Having done so, I think the key take away about "toy" value is the critical
necessity of a difficulty curve (though versatility certainly helps).

When my parents moved, there are three types of toys I saved from the donation
bin. The first were, of course, Legos. Legos (unlike the author's examples)
don't reduce immersion, rather they expand the "set and props" available.
Better yet, you can always modify building plans to create unique creations or
even build entirely new creations unrelated to the original intent of sets.

The second set of toys I still have are a cabinet of magic props. The illusion
of being able to perform impossible feats certainly agrees with the authors
assertion that toys are a form of escape for individuals who due to their age
are relatively helpless to control their plight. Further, a very real
difficulty curve exists in magic beginning with the ability to convincingly
perform a trick and fool an audience. Farther along the difficulty curve would
be applying techniques in unexpected ways and designing your own illusions.

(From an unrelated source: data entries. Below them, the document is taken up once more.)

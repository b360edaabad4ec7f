//! Lifecycle events and the event manager.

use std::fmt;
use std::sync::Arc;

use bson::Document;
use parking_lot::RwLock;
use tracing::trace;

/// Document lifecycle stages subscribers can hook into.
#[derive(Debug, Clone, Copy, PartialEq, Eq, Hash)]
pub enum LifecycleStage {
    /// Before a document is inserted.
    PrePersist,
    /// After a document was inserted.
    PostPersist,
    /// Before a document is updated.
    PreUpdate,
    /// After a document was updated.
    PostUpdate,
    /// Before a document is removed.
    PreRemove,
    /// After a document was removed.
    PostRemove,
}

/// A subscriber hooked into document lifecycle stages.
pub trait EventSubscriber: Send + Sync {
    /// The stages this subscriber wants to see.
    fn subscribed_stages(&self) -> &'static [LifecycleStage];

    /// Handle one event. `document` may be mutated in place.
    fn handle(&self, stage: LifecycleStage, class: &str, document: &mut Document);
}

/// Dispatches lifecycle events to subscribers.
#[derive(Default)]
pub struct EventManager {
    subscribers: RwLock<Vec<Arc<dyn EventSubscriber>>>,
}

impl EventManager {
    /// Create an empty event manager.
    pub fn new() -> Self {
        Self::default()
    }

    /// Attach a subscriber.
    pub fn add_subscriber(&self, subscriber: Arc<dyn EventSubscriber>) {
        self.subscribers.write().push(subscriber);
    }

    /// Number of attached subscribers.
    pub fn subscriber_count(&self) -> usize {
        self.subscribers.read().len()
    }

    /// Dispatch `stage` for `class` to every subscriber listening to it.
    pub fn dispatch(&self, stage: LifecycleStage, class: &str, document: &mut Document) {
        let subscribers: Vec<_> = self.subscribers.read().iter().cloned().collect();
        for subscriber in subscribers {
            if subscriber.subscribed_stages().contains(&stage) {
                trace!(?stage, class = %class, "dispatching lifecycle event");
                subscriber.handle(stage, class, document);
            }
        }
    }
}

impl fmt::Debug for EventManager {
    fn fmt(&self, f: &mut fmt::Formatter<'_>) -> fmt::Result {
        f.debug_struct("EventManager")
            .field("subscribers", &self.subscriber_count())
            .finish()
    }
}

#[cfg(test)]
mod tests {
    use std::sync::atomic::{AtomicUsize, Ordering};

    use bson::doc;
    use pretty_assertions::assert_eq;

    use super::*;

    struct Recorder {
        stages: &'static [LifecycleStage],
        seen: AtomicUsize,
    }

    impl Recorder {
        fn new(stages: &'static [LifecycleStage]) -> Self {
            Self {
                stages,
                seen: AtomicUsize::new(0),
            }
        }
    }

    impl EventSubscriber for Recorder {
        fn subscribed_stages(&self) -> &'static [LifecycleStage] {
            self.stages
        }

        fn handle(&self, _stage: LifecycleStage, _class: &str, document: &mut Document) {
            self.seen.fetch_add(1, Ordering::SeqCst);
            document.insert("touched", true);
        }
    }

    #[test]
    fn test_dispatch_filters_by_stage() {
        let manager = EventManager::new();
        let persist_only = Arc::new(Recorder::new(&[LifecycleStage::PrePersist]));
        manager.add_subscriber(persist_only.clone());
        assert_eq!(manager.subscriber_count(), 1);

        let mut document = doc! {};
        manager.dispatch(LifecycleStage::PreUpdate, "User", &mut document);
        assert_eq!(persist_only.seen.load(Ordering::SeqCst), 0);
        assert!(!document.contains_key("touched"));

        manager.dispatch(LifecycleStage::PrePersist, "User", &mut document);
        assert_eq!(persist_only.seen.load(Ordering::SeqCst), 1);
        assert!(document.contains_key("touched"));
    }
}
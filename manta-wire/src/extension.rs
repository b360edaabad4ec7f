//! Container extension registering the document manager.

use manta_odm::{DocumentManager, OdmConfig, create_document_manager};
use smol_str::SmolStr;
use tracing::info;

use crate::container::ServiceContainer;
use crate::error::WireResult;

/// Public service name the document manager is aliased under.
pub const DOCUMENT_MANAGER_SERVICE: &str = "document_manager";

/// Wires a document manager into a [`ServiceContainer`].
///
/// Registers two names resolving to the same singleton: the canonical,
/// prefixed one and the public [`DOCUMENT_MANAGER_SERVICE`] alias.
/// Registration has no side effects beyond the definitions; the object
/// graph is built when the service is first resolved.
///
/// # Example
///
/// ```rust,ignore
/// use manta_odm::OdmConfig;
/// use manta_wire::{DocumentManagerExtension, ServiceContainer};
///
/// let container = ServiceContainer::new();
/// let extension = DocumentManagerExtension::new("mongo", OdmConfig::default());
/// extension.load_configuration(&container)?;
///
/// let dm = container
///     .resolve::<manta_odm::DocumentManager>("document_manager")
///     .await?;
/// ```
#[derive(Debug)]
pub struct DocumentManagerExtension {
    prefix: SmolStr,
    config: OdmConfig,
}

impl DocumentManagerExtension {
    /// Create an extension with the given service-name prefix and
    /// configuration. Omitted configuration options carry their documented
    /// defaults.
    pub fn new(prefix: impl Into<SmolStr>, config: OdmConfig) -> Self {
        Self {
            prefix: prefix.into(),
            config,
        }
    }

    /// The configured prefix.
    pub fn prefix(&self) -> &str {
        &self.prefix
    }

    /// The canonical (prefixed) service name.
    pub fn service_name(&self) -> String {
        format!("{}.{}", self.prefix, DOCUMENT_MANAGER_SERVICE)
    }

    /// Populate the container definitions.
    pub fn load_configuration(&self, container: &ServiceContainer) -> WireResult<()> {
        let service_name = self.service_name();
        let config = self.config.clone();

        container.register::<DocumentManager, _, _>(service_name.as_str(), move || {
            let config = config.clone();
            async move {
                create_document_manager(&config)
                    .await
                    .map_err(Into::into)
            }
        })?;
        container.alias(DOCUMENT_MANAGER_SERVICE, service_name.as_str())?;

        info!(
            service = %service_name,
            alias = DOCUMENT_MANAGER_SERVICE,
            "document manager registered"
        );
        Ok(())
    }
}

#[cfg(test)]
mod tests {
    use std::sync::Arc;
    use std::time::Duration;

    use manta_odm::ConnectOptions;
    use pretty_assertions::assert_eq;

    use super::*;

    fn offline_config() -> OdmConfig {
        // Nothing listens on this port; construction degrades to an
        // offline manager after a short ping timeout.
        OdmConfig::builder()
            .uri("mongodb://127.0.0.1:9/app")
            .connect_options(ConnectOptions {
                connect_timeout: Some(Duration::from_millis(200)),
                server_selection_timeout: Some(Duration::from_millis(200)),
                ..ConnectOptions::default()
            })
            .build()
    }

    #[test]
    fn test_registration_is_lazy() {
        let container = ServiceContainer::new();
        let extension = DocumentManagerExtension::new("mongo", offline_config());
        extension.load_configuration(&container).unwrap();

        // Both names exist, nothing constructed yet.
        assert!(container.is_registered("mongo.document_manager"));
        assert!(container.is_registered(DOCUMENT_MANAGER_SERVICE));
        assert_eq!(container.service_names().len(), 1);
    }

    #[tokio::test]
    async fn test_both_names_resolve_the_same_singleton() {
        let container = ServiceContainer::new();
        let extension = DocumentManagerExtension::new("mongo", offline_config());
        extension.load_configuration(&container).unwrap();

        let canonical: Arc<DocumentManager> =
            container.resolve("mongo.document_manager").await.unwrap();
        let aliased: Arc<DocumentManager> =
            container.resolve(DOCUMENT_MANAGER_SERVICE).await.unwrap();

        assert!(Arc::ptr_eq(&canonical, &aliased));
        assert!(!canonical.is_connected());
    }

    #[test]
    fn test_double_load_rejected() {
        let container = ServiceContainer::new();
        let extension = DocumentManagerExtension::new("mongo", offline_config());
        extension.load_configuration(&container).unwrap();

        let err = extension.load_configuration(&container).unwrap_err();
        assert!(matches!(err, crate::error::WireError::DuplicateService(_)));
    }
}
//! Metadata caching.
//!
//! The cache holds parsed [`ClassMetadata`] keyed by class name. A shared
//! backend can serve several document managers as long as each wraps it in
//! a [`NamespacedCache`] with a distinct prefix.

use std::collections::HashMap;
use std::sync::Arc;

use parking_lot::RwLock;
use tracing::debug;

use crate::metadata::ClassMetadata;

/// A cache for parsed mapping metadata.
///
/// Implementations must tolerate concurrent access; no further
/// synchronization is imposed on shared instances.
pub trait MetadataCache: Send + Sync {
    /// Fetch a cached entry.
    fn get(&self, key: &str) -> Option<Arc<ClassMetadata>>;

    /// Store an entry.
    fn put(&self, key: &str, metadata: Arc<ClassMetadata>);

    /// Check whether an entry exists.
    fn contains(&self, key: &str) -> bool;

    /// Remove an entry.
    fn evict(&self, key: &str);

    /// Remove all entries.
    fn clear(&self);
}

/// Typed factory for cache implementations.
///
/// Replaces instantiating a cache from a configured class name with a
/// compile-time enum of the concrete implementations.
#[derive(Debug, Clone, Copy, PartialEq, Eq, Default)]
pub enum MetadataCacheKind {
    /// Process-local in-memory cache.
    #[default]
    InMemory,
    /// Cache that stores nothing.
    Null,
}

impl MetadataCacheKind {
    /// Build a cache of this kind.
    pub fn build(&self) -> Arc<dyn MetadataCache> {
        match self {
            Self::InMemory => Arc::new(InMemoryCache::new()),
            Self::Null => Arc::new(NullCache),
        }
    }
}

/// In-memory metadata cache.
#[derive(Debug, Default)]
pub struct InMemoryCache {
    entries: RwLock<HashMap<String, Arc<ClassMetadata>>>,
}

impl InMemoryCache {
    /// Create an empty cache.
    pub fn new() -> Self {
        Self::default()
    }

    /// Number of cached entries.
    pub fn len(&self) -> usize {
        self.entries.read().len()
    }

    /// Check whether the cache is empty.
    pub fn is_empty(&self) -> bool {
        self.entries.read().is_empty()
    }
}

impl MetadataCache for InMemoryCache {
    fn get(&self, key: &str) -> Option<Arc<ClassMetadata>> {
        self.entries.read().get(key).cloned()
    }

    fn put(&self, key: &str, metadata: Arc<ClassMetadata>) {
        debug!(key = %key, "caching metadata");
        self.entries.write().insert(key.to_string(), metadata);
    }

    fn contains(&self, key: &str) -> bool {
        self.entries.read().contains_key(key)
    }

    fn evict(&self, key: &str) {
        self.entries.write().remove(key);
    }

    fn clear(&self) {
        self.entries.write().clear();
    }
}

/// A cache that stores nothing.
#[derive(Debug, Default)]
pub struct NullCache;

impl MetadataCache for NullCache {
    fn get(&self, _key: &str) -> Option<Arc<ClassMetadata>> {
        None
    }

    fn put(&self, _key: &str, _metadata: Arc<ClassMetadata>) {}

    fn contains(&self, _key: &str) -> bool {
        false
    }

    fn evict(&self, _key: &str) {}

    fn clear(&self) {}
}

/// Wrapper applying a key prefix to an inner cache.
///
/// Keeps several document managers from colliding when they share one
/// backend.
pub struct NamespacedCache {
    inner: Arc<dyn MetadataCache>,
    prefix: String,
}

impl NamespacedCache {
    /// Wrap `inner`, prefixing every key with `prefix` and a dot.
    pub fn new(inner: Arc<dyn MetadataCache>, prefix: impl Into<String>) -> Self {
        Self {
            inner,
            prefix: prefix.into(),
        }
    }

    /// The configured prefix.
    pub fn prefix(&self) -> &str {
        &self.prefix
    }

    fn namespaced(&self, key: &str) -> String {
        format!("{}.{}", self.prefix, key)
    }
}

impl MetadataCache for NamespacedCache {
    fn get(&self, key: &str) -> Option<Arc<ClassMetadata>> {
        self.inner.get(&self.namespaced(key))
    }

    fn put(&self, key: &str, metadata: Arc<ClassMetadata>) {
        self.inner.put(&self.namespaced(key), metadata);
    }

    fn contains(&self, key: &str) -> bool {
        self.inner.contains(&self.namespaced(key))
    }

    fn evict(&self, key: &str) {
        self.inner.evict(&self.namespaced(key));
    }

    fn clear(&self) {
        // Clearing through a namespace clears the whole backend; callers
        // sharing a backend should evict per key instead.
        self.inner.clear();
    }
}
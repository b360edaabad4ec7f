//! A small service container: named, lazily-constructed singletons.

use std::any::Any;
use std::collections::HashMap;
use std::collections::hash_map::Entry;
use std::fmt;
use std::future::Future;
use std::sync::Arc;

use futures::future::BoxFuture;
use parking_lot::RwLock;
use smol_str::SmolStr;
use tokio::sync::OnceCell;
use tracing::{debug, info};

use crate::error::{WireError, WireResult};

/// A constructed service, type-erased.
pub type SharedService = Arc<dyn Any + Send + Sync>;

type ServiceFuture = BoxFuture<'static, WireResult<SharedService>>;
type ServiceFactory = Box<dyn Fn() -> ServiceFuture + Send + Sync>;

struct ServiceEntry {
    factory: ServiceFactory,
    cell: OnceCell<SharedService>,
}

enum Binding {
    Service(Arc<ServiceEntry>),
    Alias(SmolStr),
}

/// Registry of named services.
///
/// Registration records a factory only; construction is deferred to the
/// first resolve and runs at most once, after which every resolve (under
/// any alias) returns the same instance.
///
/// Services and aliases share one name table, so a name is claimed or
/// rejected in a single critical section even under concurrent
/// registration.
#[derive(Default)]
pub struct ServiceContainer {
    bindings: RwLock<HashMap<SmolStr, Binding>>,
}

impl ServiceContainer {
    /// Create an empty container.
    pub fn new() -> Self {
        Self::default()
    }

    /// Register a lazily-constructed singleton under `name`.
    ///
    /// The factory runs on the first resolve of `name` (or any alias of
    /// it) and never again.
    pub fn register<T, F, Fut>(&self, name: impl Into<SmolStr>, factory: F) -> WireResult<()>
    where
        T: Send + Sync + 'static,
        F: Fn() -> Fut + Send + Sync + 'static,
        Fut: Future<Output = WireResult<Arc<T>>> + Send + 'static,
    {
        let name = name.into();
        let erased: ServiceFactory = Box::new(move || {
            let fut = factory();
            Box::pin(async move { fut.await.map(|service| service as SharedService) })
        });

        match self.bindings.write().entry(name.clone()) {
            Entry::Occupied(_) => return Err(WireError::duplicate(name.as_str())),
            Entry::Vacant(slot) => {
                slot.insert(Binding::Service(Arc::new(ServiceEntry {
                    factory: erased,
                    cell: OnceCell::new(),
                })));
            }
        }
        debug!(service = %name, "service registered");
        Ok(())
    }

    /// Register `alias` as a second name for `target`.
    ///
    /// The target must be a registered service; aliases do not chain.
    pub fn alias(&self, alias: impl Into<SmolStr>, target: impl Into<SmolStr>) -> WireResult<()> {
        let alias = alias.into();
        let target = target.into();

        let mut bindings = self.bindings.write();
        if !matches!(bindings.get(&target), Some(Binding::Service(_))) {
            return Err(WireError::service_not_found(target.as_str()));
        }
        match bindings.entry(alias.clone()) {
            Entry::Occupied(_) => return Err(WireError::duplicate(alias.as_str())),
            Entry::Vacant(slot) => {
                slot.insert(Binding::Alias(target.clone()));
            }
        }
        drop(bindings);

        debug!(alias = %alias, target = %target, "alias registered");
        Ok(())
    }

    /// Whether a service or alias exists under `name`.
    pub fn is_registered(&self, name: &str) -> bool {
        self.bindings.read().contains_key(name)
    }

    /// Names of registered services, aliases excluded.
    pub fn service_names(&self) -> Vec<SmolStr> {
        let mut names: Vec<_> = self
            .bindings
            .read()
            .iter()
            .filter_map(|(name, binding)| match binding {
                Binding::Service(_) => Some(name.clone()),
                Binding::Alias(_) => None,
            })
            .collect();
        names.sort();
        names
    }

    /// Resolve the service registered under `name`, constructing it on
    /// first use.
    pub async fn resolve<T>(&self, name: &str) -> WireResult<Arc<T>>
    where
        T: Send + Sync + 'static,
    {
        let entry = self.entry(name)?;
        let constructed = !entry.cell.initialized();

        let shared = entry.cell.get_or_try_init(|| (entry.factory)()).await?;
        if constructed {
            info!(service = %name, "service constructed");
        }

        shared
            .clone()
            .downcast::<T>()
            .map_err(|_| WireError::TypeMismatch {
                name: name.to_string(),
                expected: std::any::type_name::<T>(),
            })
    }

    fn entry(&self, name: &str) -> WireResult<Arc<ServiceEntry>> {
        let bindings = self.bindings.read();
        let entry = match bindings.get(name) {
            Some(Binding::Service(entry)) => entry,
            Some(Binding::Alias(target)) => match bindings.get(target) {
                Some(Binding::Service(entry)) => entry,
                _ => return Err(WireError::service_not_found(name)),
            },
            None => return Err(WireError::service_not_found(name)),
        };
        Ok(entry.clone())
    }
}

impl fmt::Debug for ServiceContainer {
    fn fmt(&self, f: &mut fmt::Formatter<'_>) -> fmt::Result {
        let aliases = self
            .bindings
            .read()
            .values()
            .filter(|binding| matches!(binding, Binding::Alias(_)))
            .count();
        f.debug_struct("ServiceContainer")
            .field("services", &self.service_names())
            .field("aliases", &aliases)
            .finish()
    }
}

#[cfg(test)]
mod tests {
    use std::sync::atomic::{AtomicUsize, Ordering};

    use pretty_assertions::assert_eq;

    use super::*;

    #[derive(Debug)]
    struct Greeter {
        greeting: String,
    }

    #[tokio::test]
    async fn test_resolve_returns_the_same_singleton() {
        let container = ServiceContainer::new();
        container
            .register("greeter", || async {
                Ok(Arc::new(Greeter {
                    greeting: "hello".to_string(),
                }))
            })
            .unwrap();

        let first: Arc<Greeter> = container.resolve("greeter").await.unwrap();
        let second: Arc<Greeter> = container.resolve("greeter").await.unwrap();

        assert_eq!(first.greeting, "hello");
        assert!(Arc::ptr_eq(&first, &second));
    }

    #[tokio::test]
    async fn test_factory_runs_once() {
        let calls = Arc::new(AtomicUsize::new(0));
        let container = ServiceContainer::new();
        let counter = calls.clone();
        container
            .register("counted", move || {
                let counter = counter.clone();
                async move {
                    counter.fetch_add(1, Ordering::SeqCst);
                    Ok(Arc::new(42u32))
                }
            })
            .unwrap();

        for _ in 0..3 {
            let _: Arc<u32> = container.resolve("counted").await.unwrap();
        }
        assert_eq!(calls.load(Ordering::SeqCst), 1);
    }

    #[tokio::test]
    async fn test_alias_resolves_identical_instance() {
        let container = ServiceContainer::new();
        container
            .register("app.value", || async { Ok(Arc::new(7u32)) })
            .unwrap();
        container.alias("value", "app.value").unwrap();

        let canonical: Arc<u32> = container.resolve("app.value").await.unwrap();
        let aliased: Arc<u32> = container.resolve("value").await.unwrap();
        assert!(Arc::ptr_eq(&canonical, &aliased));
    }

    #[tokio::test]
    async fn test_unknown_service() {
        let container = ServiceContainer::new();
        let err = container.resolve::<u32>("nope").await.unwrap_err();
        assert!(err.is_not_found());
    }

    #[tokio::test]
    async fn test_duplicate_registration_rejected() {
        let container = ServiceContainer::new();
        container
            .register("value", || async { Ok(Arc::new(1u32)) })
            .unwrap();

        let err = container
            .register("value", || async { Ok(Arc::new(2u32)) })
            .unwrap_err();
        assert!(matches!(err, WireError::DuplicateService(_)));

        let err = container.alias("value", "value").unwrap_err();
        assert!(matches!(err, WireError::DuplicateService(_)));
    }

    #[tokio::test]
    async fn test_concurrent_registration_claims_name_once() {
        let container = Arc::new(ServiceContainer::new());

        let handles: Vec<_> = (0..8u32)
            .map(|id| {
                let container = container.clone();
                std::thread::spawn(move || {
                    container.register("value", move || async move { Ok(Arc::new(id)) })
                })
            })
            .collect();

        let registered = handles
            .into_iter()
            .map(|handle| handle.join().unwrap())
            .filter(|result| result.is_ok())
            .count();
        assert_eq!(registered, 1);

        // The winner's factory is the one that survives.
        let value: Arc<u32> = container.resolve("value").await.unwrap();
        assert!(*value < 8);
        assert_eq!(container.service_names(), vec![SmolStr::new("value")]);
    }

    #[tokio::test]
    async fn test_alias_to_missing_target_rejected() {
        let container = ServiceContainer::new();
        let err = container.alias("value", "app.value").unwrap_err();
        assert!(err.is_not_found());
    }

    #[tokio::test]
    async fn test_type_mismatch() {
        let container = ServiceContainer::new();
        container
            .register("value", || async { Ok(Arc::new(1u32)) })
            .unwrap();

        let err = container.resolve::<String>("value").await.unwrap_err();
        assert!(matches!(err, WireError::TypeMismatch { .. }));
    }

    #[tokio::test]
    async fn test_failing_factory_propagates() {
        let container = ServiceContainer::new();
        container
            .register("broken", || async {
                Err::<Arc<u32>, _>(WireError::Construction("boom".to_string()))
            })
            .unwrap();

        let err = container.resolve::<u32>("broken").await.unwrap_err();
        assert!(err.is_construction_error());
    }
}
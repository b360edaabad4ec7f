//! Mapping driver bound to a reader and the documents directory.

use std::fs;
use std::path::{Path, PathBuf};
use std::sync::Arc;

use smol_str::SmolStr;
use tracing::debug;

use crate::error::{OdmError, OdmResult};
use crate::metadata::ClassMetadata;
use crate::reader::MetadataReader;

/// Discovers mapped classes and resolves their metadata.
///
/// Class discovery scans the documents directory for `*.toml` descriptors;
/// metadata resolution goes through the configured reader chain.
pub struct MappingDriver {
    reader: Arc<dyn MetadataReader>,
    documents_dir: PathBuf,
}

impl MappingDriver {
    /// Create a driver over `documents_dir` using `reader`.
    pub fn new(reader: Arc<dyn MetadataReader>, documents_dir: impl Into<PathBuf>) -> Self {
        Self {
            reader,
            documents_dir: documents_dir.into(),
        }
    }

    /// The directory scanned for descriptors.
    pub fn documents_dir(&self) -> &Path {
        &self.documents_dir
    }

    /// The reader metadata resolution goes through.
    pub fn reader(&self) -> &Arc<dyn MetadataReader> {
        &self.reader
    }

    /// All mapped class names, sorted.
    ///
    /// A missing documents directory yields no classes rather than an
    /// error, so a manager can be built before the mapping files exist.
    pub fn class_names(&self) -> OdmResult<Vec<SmolStr>> {
        if !self.documents_dir.exists() {
            debug!(dir = %self.documents_dir.display(), "documents directory missing, no classes");
            return Ok(Vec::new());
        }

        let entries = fs::read_dir(&self.documents_dir).map_err(|e| {
            OdmError::metadata(format!(
                "cannot scan {}: {}",
                self.documents_dir.display(),
                e
            ))
        })?;

        let mut names = Vec::new();
        for entry in entries {
            let path = entry
                .map_err(|e| OdmError::metadata(format!("cannot scan documents dir: {e}")))?
                .path();
            if path.extension().is_some_and(|ext| ext == "toml") {
                if let Some(stem) = path.file_stem().and_then(|s| s.to_str()) {
                    names.push(SmolStr::new(stem));
                }
            }
        }
        names.sort();
        Ok(names)
    }

    /// Resolve metadata for one class.
    pub fn metadata_for(&self, class: &str) -> OdmResult<Arc<ClassMetadata>> {
        self.reader.read_class(class)
    }

    /// Resolve metadata for every mapped class.
    pub fn load_all(&self) -> OdmResult<Vec<Arc<ClassMetadata>>> {
        self.class_names()?
            .iter()
            .map(|class| self.metadata_for(class))
            .collect()
    }
}

#[cfg(test)]
mod tests {
    use std::fs;

    use pretty_assertions::assert_eq;

    use super::*;
    use crate::reader::DescriptorReader;

    fn driver_over(dir: &Path) -> MappingDriver {
        MappingDriver::new(Arc::new(DescriptorReader::new(dir)), dir)
    }

    #[test]
    fn test_class_names_sorted() {
        let dir = tempfile::tempdir().unwrap();
        for class in ["User", "Order", "Invoice"] {
            fs::write(
                dir.path().join(format!("{class}.toml")),
                format!("[document]\nclass = \"{class}\"\n"),
            )
            .unwrap();
        }
        fs::write(dir.path().join("notes.txt"), "ignored").unwrap();

        let names = driver_over(dir.path()).class_names().unwrap();
        assert_eq!(names, vec!["Invoice", "Order", "User"]);
    }

    #[test]
    fn test_missing_dir_yields_no_classes() {
        let dir = tempfile::tempdir().unwrap();
        let missing = dir.path().join("nowhere");
        let driver = driver_over(&missing);
        assert!(driver.class_names().unwrap().is_empty());
    }

    #[test]
    fn test_load_all() {
        let dir = tempfile::tempdir().unwrap();
        fs::write(
            dir.path().join("User.toml"),
            "[document]\nclass = \"User\"\n",
        )
        .unwrap();

        let loaded = driver_over(dir.path()).load_all().unwrap();
        assert_eq!(loaded.len(), 1);
        assert_eq!(loaded[0].class, "User");
    }
}
//! Page space: how many pages exist and what each one loads

mod page_ref;

pub use page_ref::PageRef;

/// Where the page list comes from.
#[derive(Debug, Clone, PartialEq, Eq)]
pub enum PageSource {
    /// Ordered filenames; page `n` loads `toc[n - 1]`.
    Toc(Vec<String>),
    /// Page count only; page `n` loads `"{n}.html"`.
    Count(u32),
}

impl PageSource {
    /// Highest valid page number.
    pub fn max_page(&self) -> u32 {
        match self {
            Self::Toc(toc) => u32::try_from(toc.len()).unwrap_or(u32::MAX),
            Self::Count(n) => *n,
        }
    }

    /// Table of contents, when pages are named.
    pub fn toc(&self) -> Option<&[String]> {
        match self {
            Self::Toc(toc) => Some(toc),
            Self::Count(_) => None,
        }
    }

    /// Validate a page reference.
    ///
    /// Indices are valid in `1..=max_page`. Names resolve to the first matching
    /// toc entry and never resolve in count mode.
    pub fn resolve(&self, page_ref: &PageRef) -> Option<u32> {
        match page_ref {
            PageRef::Index(n) => {
                let n = u32::try_from(*n).ok()?;
                (1..=self.max_page()).contains(&n).then_some(n)
            }
            PageRef::Name(name) => {
                let index = self.toc()?.iter().position(|entry| entry == name)?;
                u32::try_from(index + 1).ok()
            }
        }
    }

    /// Resource name for a valid page, without any path prefix.
    pub fn resource(&self, page: u32) -> Option<String> {
        if page == 0 || page > self.max_page() {
            return None;
        }
        match self {
            Self::Toc(toc) => toc.get(page as usize - 1).cloned(),
            Self::Count(_) => Some(format!("{}.html", page)),
        }
    }

    /// `base_path` + resource name.
    pub fn target(&self, base_path: &str, page: u32) -> Option<String> {
        self.resource(page)
            .map(|resource| format!("{}{}", base_path, resource))
    }
}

The final toy that I still adore is my Rubik's Cube. Like Lego's it is a
branded product-- gasp..shock-- but it possesses an outer simplicity that
quickly transforms into an unending pursuit of faster times. Anyone can solve
a Rubik's cube with a few simple algorithms. But, to solve one in under twenty
five seconds starts to demand a significant amount of memorization, focus, and
spacial awareness. Thus, you can solve the cube in a day but never truly
finish solving it if you continue to seek faster times (by the way, current
world record is 5.66 seconds I believe).

Programming of course falls into this category as well. On the intro end of
the spectrum you can adjust others programs and build simple choose your own
path games. But, if you choose, there is always something more to learn, and
apply to the game.

P.S. Fun boardgames work in the same manner. The more you play, the better you
get and the more complex the strategies. Catan being a prime example.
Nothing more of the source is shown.